As I said last week, it has become traditional now for Sri Lanka’s leaders, including the president and prime minister, to head north and pay respects to the huge, quickly growing economic and military power just a few miles to the north of us.

One might add that not all our leaders paid respects. Some were more than inclined to pay pooja. I suppose some are still living under the influence of Chola and Pandya rule. And some even in the ‘Dixit era’ when Jyotindranath ‘Mani’ Dixit was dictating terms to our high and mighty during his diplomatic tenure here.

The Roman Caesars would have called him a proconsul. I don’t quite know what the UNP ministers of the day called him (one can guess what they said in private), but then we do know somebody who might be able to enlighten us, don’t we?

After all, he still wants President Sahodaraya to implement every deal that Modi and he struck last year, which means plenty of Indian footsteps and chappal marks all over our once-splendid isle.

Some might consider this a joke. But another Adani stamping his presence around our key installations and power lines, or a whole contingent of Modi’s military tanks rolling along a land link graciously proposed and provided by Sri Lanka, is hardly a comic opera.

Those of us who still remember the old days would recall the ‘parippu’ drop over Jaffna by Indian aircraft in the name of humanitarian aid. That generosity was then—those free bags of parippu. Now it is called trade, so we have to buy what is sold as Masoor dhal.

Still later came the paratroop drop, with military aircraft flying in from nearby Indian airfields to land troops in Jaffna, a story I broke early that morning as my friend the army chief tipped me off when the Indian aircraft were still in the air. Some other news agency chap stole it, but that’s another story.

What is intended here is not to recall history. It is to say what could befall our motherland in modern times when we know what we know and at a time when the whole geopolitical and geostrategic scenario has changed—except perhaps one.

That is a simple geographical reality. We are where we are and remain where we are unless and until a big bang blasts this splendid little island elsewhere.

So we have to deal with India carefully and circumspectly. But does that mean Sri Lanka’s foreign policy needs to be subservient to the point we turn into a vassal state?

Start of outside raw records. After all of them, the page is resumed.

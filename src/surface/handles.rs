use serde::{Deserialize, Serialize};

/// Opaque reference the host uses to route selection events back.
#[derive(Debug, Clone, Copy, PartialEq, Eq, Hash, Serialize, Deserialize)]
pub struct CallbackHandle(u64);

impl CallbackHandle {
    #[must_use]
    pub const fn new(raw: u64) -> Self {
        Self(raw)
    }

    #[must_use]
    pub const fn raw(self) -> u64 {
        self.0
    }
}

/// Opaque reference to the host-provided drawing element.
#[derive(Debug, Clone, Copy, PartialEq, Eq, Hash, Serialize, Deserialize)]
pub struct SurfaceHandle(u64);

impl SurfaceHandle {
    #[must_use]
    pub const fn new(raw: u64) -> Self {
        Self(raw)
    }

    #[must_use]
    pub const fn raw(self) -> u64 {
        self.0
    }
}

Pro-China Sri Lankans and some others see Beijing as a counterweight to India and another powerful country that would come to Sri Lanka’s aid in the event that we fall prey to another powerful nation not too far from us and growling as other Indo-Pacific nations expand their presence in the Indian Ocean, which India considers its backyard and sphere of influence.

But the truth is that if ever India becomes even more belligerent than it has been in the past, there is very little that China could do to physically assist our nation other than strong diplomatic support as it has provided at the UN Human Rights Council (UNHRC) or at other international fora to present to the world a bullied nation.

So, Sri Lanka does have an emerging problem that might not seem like an issue now, but it will before long. The NPP government might not consider it a developing bilateral or multilateral problem because it is more concerned with other domestic and international issues, and right now foreign policy has been pushed to the back burner.

These words might all sound simple and lack the finesse and linguistic niceties of high-sounding academic discourse or even rich quotations from the learned. But 22 million people in this country are not enamoured of high-flown rhetoric. They wish to know whether they would be safe from avaricious and voracious neighbours, despite all the talk of “neighbours first,” unless, of course, it means to grab your neighbour first.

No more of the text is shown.